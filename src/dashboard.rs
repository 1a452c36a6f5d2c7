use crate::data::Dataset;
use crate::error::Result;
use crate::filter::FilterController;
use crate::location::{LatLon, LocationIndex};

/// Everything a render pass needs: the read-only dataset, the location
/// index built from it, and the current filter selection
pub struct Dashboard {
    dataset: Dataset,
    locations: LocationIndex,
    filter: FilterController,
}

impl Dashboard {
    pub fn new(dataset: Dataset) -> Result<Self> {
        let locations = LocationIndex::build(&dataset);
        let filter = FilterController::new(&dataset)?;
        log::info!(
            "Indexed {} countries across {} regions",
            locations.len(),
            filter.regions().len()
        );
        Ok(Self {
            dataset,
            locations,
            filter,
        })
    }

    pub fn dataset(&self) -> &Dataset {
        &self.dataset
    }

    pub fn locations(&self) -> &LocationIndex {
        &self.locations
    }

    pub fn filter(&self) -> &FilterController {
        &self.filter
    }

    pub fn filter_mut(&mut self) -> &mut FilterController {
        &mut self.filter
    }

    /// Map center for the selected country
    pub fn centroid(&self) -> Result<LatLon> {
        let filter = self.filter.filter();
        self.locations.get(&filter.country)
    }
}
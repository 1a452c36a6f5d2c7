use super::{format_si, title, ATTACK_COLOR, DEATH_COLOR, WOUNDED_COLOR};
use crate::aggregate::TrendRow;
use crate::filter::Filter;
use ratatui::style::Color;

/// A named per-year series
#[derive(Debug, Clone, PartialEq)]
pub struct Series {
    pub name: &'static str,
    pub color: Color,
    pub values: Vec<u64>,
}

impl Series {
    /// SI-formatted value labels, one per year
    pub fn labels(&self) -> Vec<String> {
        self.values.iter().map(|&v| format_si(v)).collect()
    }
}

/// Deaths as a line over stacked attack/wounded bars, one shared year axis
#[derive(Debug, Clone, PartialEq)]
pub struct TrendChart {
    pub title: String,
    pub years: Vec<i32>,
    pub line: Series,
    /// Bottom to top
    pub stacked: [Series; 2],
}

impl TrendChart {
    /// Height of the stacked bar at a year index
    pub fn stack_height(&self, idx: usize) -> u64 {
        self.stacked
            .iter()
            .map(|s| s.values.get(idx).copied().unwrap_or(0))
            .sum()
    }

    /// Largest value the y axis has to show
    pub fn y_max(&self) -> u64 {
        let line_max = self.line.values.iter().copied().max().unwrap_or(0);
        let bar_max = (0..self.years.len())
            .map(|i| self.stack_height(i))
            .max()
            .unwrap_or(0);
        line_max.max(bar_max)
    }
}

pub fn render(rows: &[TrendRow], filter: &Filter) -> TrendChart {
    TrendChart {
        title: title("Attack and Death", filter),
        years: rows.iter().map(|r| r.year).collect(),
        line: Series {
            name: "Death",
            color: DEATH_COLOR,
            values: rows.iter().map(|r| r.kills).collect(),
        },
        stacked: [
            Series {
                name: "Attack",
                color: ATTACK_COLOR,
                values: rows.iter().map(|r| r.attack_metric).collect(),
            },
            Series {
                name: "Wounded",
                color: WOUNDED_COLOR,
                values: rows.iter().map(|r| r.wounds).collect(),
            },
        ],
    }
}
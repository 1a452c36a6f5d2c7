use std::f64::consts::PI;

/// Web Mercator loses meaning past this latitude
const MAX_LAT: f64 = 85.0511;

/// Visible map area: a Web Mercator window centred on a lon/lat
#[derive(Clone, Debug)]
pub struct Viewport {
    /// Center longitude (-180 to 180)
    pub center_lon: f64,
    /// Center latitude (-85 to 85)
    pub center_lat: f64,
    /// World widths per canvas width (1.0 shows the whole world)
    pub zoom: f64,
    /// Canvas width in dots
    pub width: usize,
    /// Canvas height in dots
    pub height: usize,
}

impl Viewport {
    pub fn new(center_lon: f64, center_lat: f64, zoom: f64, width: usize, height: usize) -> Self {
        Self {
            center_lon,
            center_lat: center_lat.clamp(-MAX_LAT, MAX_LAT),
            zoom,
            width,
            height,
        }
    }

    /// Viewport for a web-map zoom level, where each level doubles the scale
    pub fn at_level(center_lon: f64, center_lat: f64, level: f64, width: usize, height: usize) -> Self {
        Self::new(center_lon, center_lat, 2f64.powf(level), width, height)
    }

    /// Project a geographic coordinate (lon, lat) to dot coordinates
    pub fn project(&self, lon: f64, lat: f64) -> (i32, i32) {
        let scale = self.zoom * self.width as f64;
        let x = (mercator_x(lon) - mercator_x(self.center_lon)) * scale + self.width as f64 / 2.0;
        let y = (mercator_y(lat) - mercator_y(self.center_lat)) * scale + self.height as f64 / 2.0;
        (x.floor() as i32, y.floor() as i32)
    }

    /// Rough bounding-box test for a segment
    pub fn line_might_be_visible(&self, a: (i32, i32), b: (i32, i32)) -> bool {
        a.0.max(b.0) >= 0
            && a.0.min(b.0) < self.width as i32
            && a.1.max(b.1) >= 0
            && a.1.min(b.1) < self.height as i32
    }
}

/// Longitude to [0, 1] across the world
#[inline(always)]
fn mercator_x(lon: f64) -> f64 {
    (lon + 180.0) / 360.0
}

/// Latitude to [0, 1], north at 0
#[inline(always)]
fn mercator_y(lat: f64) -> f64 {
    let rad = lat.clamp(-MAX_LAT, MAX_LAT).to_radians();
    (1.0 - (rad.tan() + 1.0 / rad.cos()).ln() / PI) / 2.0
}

---

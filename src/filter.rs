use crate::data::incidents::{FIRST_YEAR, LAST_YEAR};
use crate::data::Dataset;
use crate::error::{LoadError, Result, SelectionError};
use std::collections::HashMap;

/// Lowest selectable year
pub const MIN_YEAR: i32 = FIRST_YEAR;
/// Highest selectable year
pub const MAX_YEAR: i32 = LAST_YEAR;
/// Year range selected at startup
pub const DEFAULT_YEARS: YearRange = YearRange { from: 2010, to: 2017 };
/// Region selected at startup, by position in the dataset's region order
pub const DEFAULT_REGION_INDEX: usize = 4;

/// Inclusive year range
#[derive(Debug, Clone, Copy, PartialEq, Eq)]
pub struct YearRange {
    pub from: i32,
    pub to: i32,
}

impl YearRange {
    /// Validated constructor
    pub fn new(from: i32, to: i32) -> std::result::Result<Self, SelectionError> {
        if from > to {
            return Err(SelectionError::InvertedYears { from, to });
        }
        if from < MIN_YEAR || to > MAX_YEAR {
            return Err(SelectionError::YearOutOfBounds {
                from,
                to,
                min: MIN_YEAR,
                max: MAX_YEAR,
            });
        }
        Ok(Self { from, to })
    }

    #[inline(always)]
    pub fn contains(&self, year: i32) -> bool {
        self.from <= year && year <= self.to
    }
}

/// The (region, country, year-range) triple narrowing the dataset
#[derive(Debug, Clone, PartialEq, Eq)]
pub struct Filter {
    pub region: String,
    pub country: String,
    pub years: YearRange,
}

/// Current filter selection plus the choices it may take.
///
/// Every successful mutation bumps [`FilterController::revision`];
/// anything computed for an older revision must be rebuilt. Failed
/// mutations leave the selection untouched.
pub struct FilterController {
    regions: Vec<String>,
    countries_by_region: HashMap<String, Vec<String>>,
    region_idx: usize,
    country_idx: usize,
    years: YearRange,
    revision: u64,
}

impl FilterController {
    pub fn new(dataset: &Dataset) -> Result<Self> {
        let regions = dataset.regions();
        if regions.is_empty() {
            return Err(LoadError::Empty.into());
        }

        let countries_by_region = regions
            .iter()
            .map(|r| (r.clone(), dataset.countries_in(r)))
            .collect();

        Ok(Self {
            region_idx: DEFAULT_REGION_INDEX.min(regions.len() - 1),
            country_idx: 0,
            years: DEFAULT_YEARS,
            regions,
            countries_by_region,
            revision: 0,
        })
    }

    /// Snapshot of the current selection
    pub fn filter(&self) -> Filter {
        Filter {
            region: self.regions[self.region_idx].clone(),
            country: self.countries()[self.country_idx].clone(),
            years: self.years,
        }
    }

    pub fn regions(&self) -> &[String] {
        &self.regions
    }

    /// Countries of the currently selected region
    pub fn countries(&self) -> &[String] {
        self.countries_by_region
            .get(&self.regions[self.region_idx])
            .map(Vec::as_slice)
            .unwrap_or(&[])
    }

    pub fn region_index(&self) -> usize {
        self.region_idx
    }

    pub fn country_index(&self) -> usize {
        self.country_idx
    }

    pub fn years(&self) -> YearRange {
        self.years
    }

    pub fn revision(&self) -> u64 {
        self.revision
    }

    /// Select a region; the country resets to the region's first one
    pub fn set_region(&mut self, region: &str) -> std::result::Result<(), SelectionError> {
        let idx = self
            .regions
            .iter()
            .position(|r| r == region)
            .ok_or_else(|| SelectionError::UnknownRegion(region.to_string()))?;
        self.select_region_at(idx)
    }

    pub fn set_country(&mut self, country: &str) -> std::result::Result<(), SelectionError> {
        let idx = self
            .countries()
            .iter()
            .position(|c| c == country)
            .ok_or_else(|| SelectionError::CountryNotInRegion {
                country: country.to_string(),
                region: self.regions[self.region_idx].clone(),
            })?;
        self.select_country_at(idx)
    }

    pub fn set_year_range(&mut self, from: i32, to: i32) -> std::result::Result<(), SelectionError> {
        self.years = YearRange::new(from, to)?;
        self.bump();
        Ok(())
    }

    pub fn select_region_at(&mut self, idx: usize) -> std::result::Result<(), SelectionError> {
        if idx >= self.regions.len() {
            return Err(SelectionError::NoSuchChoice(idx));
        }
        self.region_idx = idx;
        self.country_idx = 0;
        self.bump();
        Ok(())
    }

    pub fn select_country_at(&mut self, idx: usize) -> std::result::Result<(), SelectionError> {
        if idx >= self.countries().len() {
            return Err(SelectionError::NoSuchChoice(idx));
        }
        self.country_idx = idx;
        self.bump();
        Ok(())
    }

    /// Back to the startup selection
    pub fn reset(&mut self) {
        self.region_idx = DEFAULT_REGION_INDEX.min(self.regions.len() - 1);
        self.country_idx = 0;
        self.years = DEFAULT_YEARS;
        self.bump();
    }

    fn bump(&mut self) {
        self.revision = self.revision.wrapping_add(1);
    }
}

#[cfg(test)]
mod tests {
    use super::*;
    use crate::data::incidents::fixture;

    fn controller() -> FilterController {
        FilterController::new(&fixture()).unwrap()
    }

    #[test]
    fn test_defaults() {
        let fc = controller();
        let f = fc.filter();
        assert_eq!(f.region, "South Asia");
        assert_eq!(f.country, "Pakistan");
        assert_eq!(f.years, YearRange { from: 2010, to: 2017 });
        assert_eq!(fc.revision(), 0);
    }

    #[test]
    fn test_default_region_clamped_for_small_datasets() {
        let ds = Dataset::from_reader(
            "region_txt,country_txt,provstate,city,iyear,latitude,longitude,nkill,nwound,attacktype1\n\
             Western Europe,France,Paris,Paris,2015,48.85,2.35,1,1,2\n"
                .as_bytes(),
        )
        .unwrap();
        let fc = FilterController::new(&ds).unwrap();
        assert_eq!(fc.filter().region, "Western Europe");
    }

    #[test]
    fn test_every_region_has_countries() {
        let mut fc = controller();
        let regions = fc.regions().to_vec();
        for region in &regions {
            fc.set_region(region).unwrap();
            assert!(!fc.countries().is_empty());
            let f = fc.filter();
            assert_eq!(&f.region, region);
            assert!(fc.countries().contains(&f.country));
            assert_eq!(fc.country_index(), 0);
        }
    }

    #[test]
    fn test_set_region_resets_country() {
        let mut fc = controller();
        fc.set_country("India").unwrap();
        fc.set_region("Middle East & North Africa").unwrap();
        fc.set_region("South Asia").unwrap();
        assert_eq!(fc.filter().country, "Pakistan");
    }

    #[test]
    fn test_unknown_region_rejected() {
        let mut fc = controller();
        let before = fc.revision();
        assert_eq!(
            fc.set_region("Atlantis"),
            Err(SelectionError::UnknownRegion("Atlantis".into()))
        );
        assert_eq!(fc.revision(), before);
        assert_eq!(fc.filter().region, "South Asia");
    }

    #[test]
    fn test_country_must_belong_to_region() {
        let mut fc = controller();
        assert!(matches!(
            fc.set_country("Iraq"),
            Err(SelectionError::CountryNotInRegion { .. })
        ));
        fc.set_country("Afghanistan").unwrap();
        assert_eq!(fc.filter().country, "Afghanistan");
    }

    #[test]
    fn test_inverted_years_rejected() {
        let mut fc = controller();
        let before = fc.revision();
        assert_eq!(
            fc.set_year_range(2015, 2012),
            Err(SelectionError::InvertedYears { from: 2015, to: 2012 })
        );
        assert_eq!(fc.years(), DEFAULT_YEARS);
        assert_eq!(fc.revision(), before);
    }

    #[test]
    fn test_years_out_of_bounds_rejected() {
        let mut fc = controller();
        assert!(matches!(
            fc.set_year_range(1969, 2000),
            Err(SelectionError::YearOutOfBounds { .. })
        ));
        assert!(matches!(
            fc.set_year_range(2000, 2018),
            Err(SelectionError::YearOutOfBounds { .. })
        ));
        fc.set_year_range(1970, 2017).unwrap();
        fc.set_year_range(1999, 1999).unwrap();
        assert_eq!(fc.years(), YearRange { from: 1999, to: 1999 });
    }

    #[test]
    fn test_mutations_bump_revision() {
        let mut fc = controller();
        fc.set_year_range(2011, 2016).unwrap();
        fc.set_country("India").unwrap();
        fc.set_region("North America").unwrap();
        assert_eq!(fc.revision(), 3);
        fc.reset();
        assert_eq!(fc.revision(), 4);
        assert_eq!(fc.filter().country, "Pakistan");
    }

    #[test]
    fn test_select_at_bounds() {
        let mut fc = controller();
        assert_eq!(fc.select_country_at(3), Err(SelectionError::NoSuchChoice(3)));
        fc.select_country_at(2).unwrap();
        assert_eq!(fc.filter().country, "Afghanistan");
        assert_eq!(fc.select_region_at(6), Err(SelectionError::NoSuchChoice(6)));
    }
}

▶ **EXERCISE BRIEF**
Display every line of the listing that contains the string "super".

▶ **SOLUTION**
use super::{format_si, title, ATTACK_COLOR, DEATH_COLOR, WOUNDED_COLOR};
    use super::*;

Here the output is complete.